Acular Eye Drops or the generic alternative Ketorolac is a nonsteroidal anti-inflammatory drug (NSAID) that may be prescribed by your doctor to treat symptoms of seasonal allergic conjunctivitis, such as red, itchy and watery eyes. If you are scheduled for any visual improvement type of surgery, Acular Eye Drops will help during your recovery time as well. The generic alternative is not manufactured by the company that makes the brand product.
Acular Eye Drops works by blocking the action of a substance in your body called cyclo-oxygenase or COX. This substance produces prostaglandins in response to injury or a threat to your body which causes inflammation, pain, and swelling as a way to contain the danger. People with seasonal allergies are most affected during the spring and summer due to the tree and plant pollen in the air that can cause your allergy symptoms to flare up.
Acular Eye Drops may also be prescribed to relieve eye pain, burning, and stinging following corneal refractive surgery. Corneal refractive surgery is performed for correcting and improving your vision whether you are nearsighted, farsighted, or have astigmatism. By reshaping your cornea with the use of a laser, the specialist will adjust your focusing ability and allow you to see without the help of contact lenses or glasses.

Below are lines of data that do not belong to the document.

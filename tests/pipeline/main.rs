//! Integration tests for `gbcam-rs`

mod config;
mod effects;
mod palette;

use gbcam_rs::prelude::*;

/// Camera grid with a distinct tone in each quadrant and a diagonal stripe.
pub(crate) fn quadrant_grid() -> PixelGrid {
	PixelGrid::from_fn(|x, y| {
		if x == y {
			return 3;
		}
		match (x < WIDTH / 2, y < HEIGHT / 2) {
			(true, true) => 0,
			(false, true) => 1,
			(true, false) => 2,
			(false, false) => 3,
		}
	})
	.unwrap()
}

Your doctor may prescribe Acular LS Eye Drops (Ketorolac) after cataract surgery to reduce pain and inflammation. In cataract surgery, the lens inside your eye that has become cloudy is removed and replaced with an artificial lens (called an intraocular lens) to restore clear vision. The procedure typically is performed on an outpatient basis and does not require an overnight stay in a hospital or other care facility.
Acular Eye Drops are for topical administration only. Care should be taken to avoid touching the applicator tip to any surface to prevent contamination of the eye drops. Ask your physician about the safety of using Acular Eye Drops if you are pregnant, trying to conceive, or are breast feeding.
You can reduce the amount of Acular Eye Drops that can drain into your tear ducts and spread systemically, although the amount is minor. After instilling the drops apply pressure to the inside corners of your eyes for about 2 minutes as it takes that long for the drug to be absorbed into your eye.
Acular Eye Drops should not be used while wearing contact lenses. They should be removed prior to administering Acular eye drops and can be put back into the eyes fifteen minutes after using the drops. Your vision will may be impaired by the drops until they have been completely absorbed so caution must be taken in regards to driving or operating machinery.